With this approach you still have the same basic effect of adding images to a regular collection, by using a smart collection based on a keyword. The added benefit is that should anything ever happen to your Lightroom Classic catalog, you could still identify the images that were in the smart collection based on the keyword you used.

However, there are two drawbacks to this approach. First, as noted in today’s question, the custom sort order option is only supported in regular collections, not smart collections. In a regular collection you can drag the thumbnails around into any order you’d like, but in a smart collection you can only sort by the various metadata-based options that are available on the Sort popup.

In addition, you are not able to synchronize smart collections to the cloud. You could work around this by creating a regular collection with synchronization enabled and then adding all images from the smart collection to the regular collection. However, as the contents of the smart collection updated based on the rules that had been defined, those changes will not be reflected in the regular collection.

So, the main limitation of a regular collection is that it only exists within the Lightroom Classic catalog. The limitations of smart collections are that you can’t use the custom sort order and you can’t synchronize to the cloud.

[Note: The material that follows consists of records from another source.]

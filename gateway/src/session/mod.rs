//! A single gateway connection's session state: handshake progress,
//! sequence tracking, and the resume credentials needed to recover a
//! dropped connection without replaying missed events from scratch.

pub mod builder;
pub mod config;
pub mod runtime;
mod stage;

pub use self::{
    builder::{ConfigBuilder, ShardIdError, ShardIdErrorType},
    config::Config,
    stage::{Stage, StageCell},
};

use crate::{
    heartbeat::Heartbeats,
    json,
    model::{Identify, IdentifyProperties, OpCode, Payload, Resume},
    ratelimit::{IdentifyLimiter, RateLimiter},
    sender::{CommandSender, SendError},
};
use serde_json::Value;
use std::{
    error::Error,
    fmt::{Display, Formatter, Result as FmtResult},
    sync::{
        atomic::{AtomicU64, Ordering},
        Arc, Mutex,
    },
};

/// A session failed to serialize or send a command.
#[derive(Debug)]
pub struct SessionSendError {
    kind: SessionSendErrorType,
    source: Option<Box<dyn Error + Send + Sync>>,
}

impl SessionSendError {
    pub const fn kind(&self) -> &SessionSendErrorType {
        &self.kind
    }
}

impl Display for SessionSendError {
    fn fmt(&self, f: &mut Formatter<'_>) -> FmtResult {
        match self.kind {
            SessionSendErrorType::Sending => f.write_str("sending the command over the socket failed"),
            SessionSendErrorType::Serializing => f.write_str("serializing the command as json failed"),
        }
    }
}

impl Error for SessionSendError {
    fn source(&self) -> Option<&(dyn Error + 'static)> {
        self.source.as_deref().map(|source| source as &(dyn Error + 'static))
    }
}

#[derive(Debug)]
#[non_exhaustive]
pub enum SessionSendErrorType {
    Sending,
    Serializing,
}

impl From<SendError> for SessionSendError {
    fn from(source: SendError) -> Self {
        Self {
            kind: SessionSendErrorType::Sending,
            source: Some(Box::new(source)),
        }
    }
}

/// Resumable connection credentials, filled in after a `READY` or
/// `RESUMED` dispatch and consulted on the next reconnect.
#[derive(Debug, Default)]
struct ResumeState {
    session_id: Option<Box<str>>,
    resume_gateway_url: Option<Box<str>>,
}

/// A single gateway connection.
///
/// Owns the handshake/run lifecycle ([`Stage`]), the last sequence number
/// seen, resume credentials, heartbeat liveness, and the per-connection
/// command bucket. Socket I/O itself lives outside this type; `Session` is
/// the piece of shared state the heartbeat task, the listener, and the
/// command sender all need concurrent access to.
#[derive(Debug)]
pub struct Session {
    config: Arc<Config>,
    heartbeats: Arc<Heartbeats>,
    ratelimiter: Arc<RateLimiter>,
    resume: Mutex<ResumeState>,
    seq: AtomicU64,
    stage: StageCell,
}

impl Session {
    pub fn new(config: Arc<Config>) -> Self {
        Self {
            config,
            heartbeats: Arc::new(Heartbeats::new(45_000)),
            ratelimiter: Arc::new(RateLimiter::new()),
            resume: Mutex::new(ResumeState::default()),
            seq: AtomicU64::new(0),
            stage: StageCell::default(),
        }
    }

    pub fn config(&self) -> &Config {
        &self.config
    }

    pub fn stage(&self) -> Stage {
        self.stage.get()
    }

    pub fn set_stage(&self, stage: Stage) {
        self.stage.set(stage);
    }

    /// Attempt to move from `from` to `to`, returning whether this caller
    /// won the race. Used to guarantee only one in-flight `connect` per
    /// session.
    pub fn try_transition(&self, from: Stage, to: Stage) -> bool {
        self.stage.try_transition(from, to)
    }

    pub fn heartbeats(&self) -> &Arc<Heartbeats> {
        &self.heartbeats
    }

    pub fn ratelimiter(&self) -> &Arc<RateLimiter> {
        &self.ratelimiter
    }

    pub fn sequence(&self) -> u64 {
        self.seq.load(Ordering::Relaxed)
    }

    pub fn set_sequence(&self, seq: u64) {
        self.seq.store(seq, Ordering::Relaxed);
    }

    pub fn session_id(&self) -> Option<Box<str>> {
        self.resume.lock().expect("resume state poisoned").session_id.clone()
    }

    pub fn resume_gateway_url(&self) -> Option<Box<str>> {
        self.resume
            .lock()
            .expect("resume state poisoned")
            .resume_gateway_url
            .clone()
    }

    /// Record resume credentials handed back on `READY`/`RESUMED`.
    pub fn set_resume_state(&self, session_id: impl Into<Box<str>>, resume_gateway_url: impl Into<Box<str>>) {
        let mut resume = self.resume.lock().expect("resume state poisoned");
        resume.session_id = Some(session_id.into());
        resume.resume_gateway_url = Some(resume_gateway_url.into());
    }

    /// Whether this session has enough state to attempt a resume rather
    /// than a fresh identify: a non-empty session ID, a known resume
    /// endpoint, and a sequence number greater than zero.
    pub fn is_resumable(&self) -> bool {
        let resume = self.resume.lock().expect("resume state poisoned");

        resume.session_id.is_some() && resume.resume_gateway_url.is_some() && self.sequence() > 0
    }

    /// Clear resume credentials, forcing the next reconnect to identify
    /// fresh. Used when the gateway reports a non-resumable invalid
    /// session.
    pub fn invalidate_session(&self) {
        let mut resume = self.resume.lock().expect("resume state poisoned");
        resume.session_id = None;
        resume.resume_gateway_url = None;
        self.seq.store(0, Ordering::Relaxed);
    }

    /// Build either an Identify or a Resume frame, depending on
    /// [`Session::is_resumable`].
    pub fn handshake_frame(&self) -> Result<Vec<u8>, SessionSendError> {
        if self.is_resumable() {
            let session_id = self.session_id().expect("checked by is_resumable");

            let payload = Payload::new(
                OpCode::Resume,
                Resume {
                    token: self.config.token().into(),
                    session_id,
                    seq: self.sequence(),
                },
            );

            json::to_vec(&payload).map_err(|source| SessionSendError {
                kind: SessionSendErrorType::Serializing,
                source: Some(Box::new(source)),
            })
        } else {
            let payload = Payload::new(
                OpCode::Identify,
                Identify {
                    token: self.config.token().into(),
                    properties: IdentifyProperties::default(),
                    compress: Some(true),
                    large_threshold: self.config.large_threshold(),
                    shard: Some(self.config.shard()),
                    presence: self.config.presence().cloned(),
                    intents: self.config.intents(),
                },
            );

            json::to_vec(&payload).map_err(|source| SessionSendError {
                kind: SessionSendErrorType::Serializing,
                source: Some(Box::new(source)),
            })
        }
    }

    /// Send the handshake frame (Identify or Resume) through `sender`,
    /// waiting on the shared process-wide identify budget only when
    /// identifying fresh.
    pub async fn send_handshake(&self, sender: &CommandSender, identify: &IdentifyLimiter) -> Result<(), SessionSendError> {
        let resumable = self.is_resumable();
        let frame = self.handshake_frame()?;

        if resumable {
            sender.send(frame).await.map_err(Into::into)
        } else {
            sender.send_identify(identify, frame).await.map_err(Into::into)
        }
    }

    /// Build a heartbeat frame carrying the last sequence number seen (or
    /// `null`, before any dispatch has arrived).
    pub fn heartbeat_frame(&self) -> Result<Vec<u8>, SessionSendError> {
        let seq = self.sequence();
        let d = if seq == 0 { Value::Null } else { Value::from(seq) };

        json::to_vec(&Payload::new(OpCode::Heartbeat, d)).map_err(|source| SessionSendError {
            kind: SessionSendErrorType::Serializing,
            source: Some(Box::new(source)),
        })
    }
}

#[cfg(test)]
mod tests {
    use super::{Config, ConfigBuilder, Session, Stage};
    use crate::model::Intents;
    use std::sync::Arc;

    fn session() -> Session {
        let config: Config = ConfigBuilder::new("token", Intents::empty()).build();
        Session::new(Arc::new(config))
    }

    #[test]
    fn fresh_session_is_not_resumable() {
        let session = session();
        assert!(!session.is_resumable());
    }

    #[test]
    fn resumable_after_ready_and_sequence() {
        let session = session();
        session.set_resume_state("session-id", "wss://resume.example");
        session.set_sequence(5);

        assert!(session.is_resumable());
    }

    #[test]
    fn zero_sequence_blocks_resume() {
        let session = session();
        session.set_resume_state("session-id", "wss://resume.example");

        assert!(!session.is_resumable());
    }

    #[test]
    fn invalidate_clears_resume_state() {
        let session = session();
        session.set_resume_state("session-id", "wss://resume.example");
        session.set_sequence(5);

        session.invalidate_session();

        assert!(!session.is_resumable());
        assert_eq!(session.sequence(), 0);
    }

    #[test]
    fn handshake_frame_picks_identify_when_fresh() {
        let session = session();
        let frame = session.handshake_frame().unwrap();
        let value: serde_json::Value = serde_json::from_slice(&frame).unwrap();

        assert_eq!(value["op"], 2);
    }

    #[test]
    fn handshake_frame_picks_resume_when_eligible() {
        let session = session();
        session.set_resume_state("session-id", "wss://resume.example");
        session.set_sequence(5);

        let frame = session.handshake_frame().unwrap();
        let value: serde_json::Value = serde_json::from_slice(&frame).unwrap();

        assert_eq!(value["op"], 6);
        assert_eq!(value["d"]["session_id"], "session-id");
    }

    #[test]
    fn heartbeat_frame_carries_null_before_first_dispatch() {
        let session = session();
        let frame = session.heartbeat_frame().unwrap();
        let value: serde_json::Value = serde_json::from_slice(&frame).unwrap();

        assert_eq!(value["op"], 1);
        assert!(value["d"].is_null());
    }

    #[test]
    fn heartbeat_frame_carries_last_sequence() {
        let session = session();
        session.set_sequence(7);
        let frame = session.heartbeat_frame().unwrap();
        let value: serde_json::Value = serde_json::from_slice(&frame).unwrap();

        assert_eq!(value["d"], 7);
    }

    #[test]
    fn stage_transition_is_exclusive() {
        let session = session();

        assert!(session.try_transition(Stage::Idle, Stage::Connecting));
        assert!(!session.try_transition(Stage::Idle, Stage::Connecting));
    }
}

Using a keyword (or other metadata) to identify the images you want to have included in a smart collection is a great way to preserve collections beyond the Lightroom Classic catalog.

You could also make a point of similarly adding a collection-specific keyword to all photos in a regular collection. This would provide the benefit of having a keyword in metadata that identifies which photos belong in a given collection, while avoiding the limitations of smart collections. However, both approaches involve some potentially cumbersome limitations depending on your workflow needs.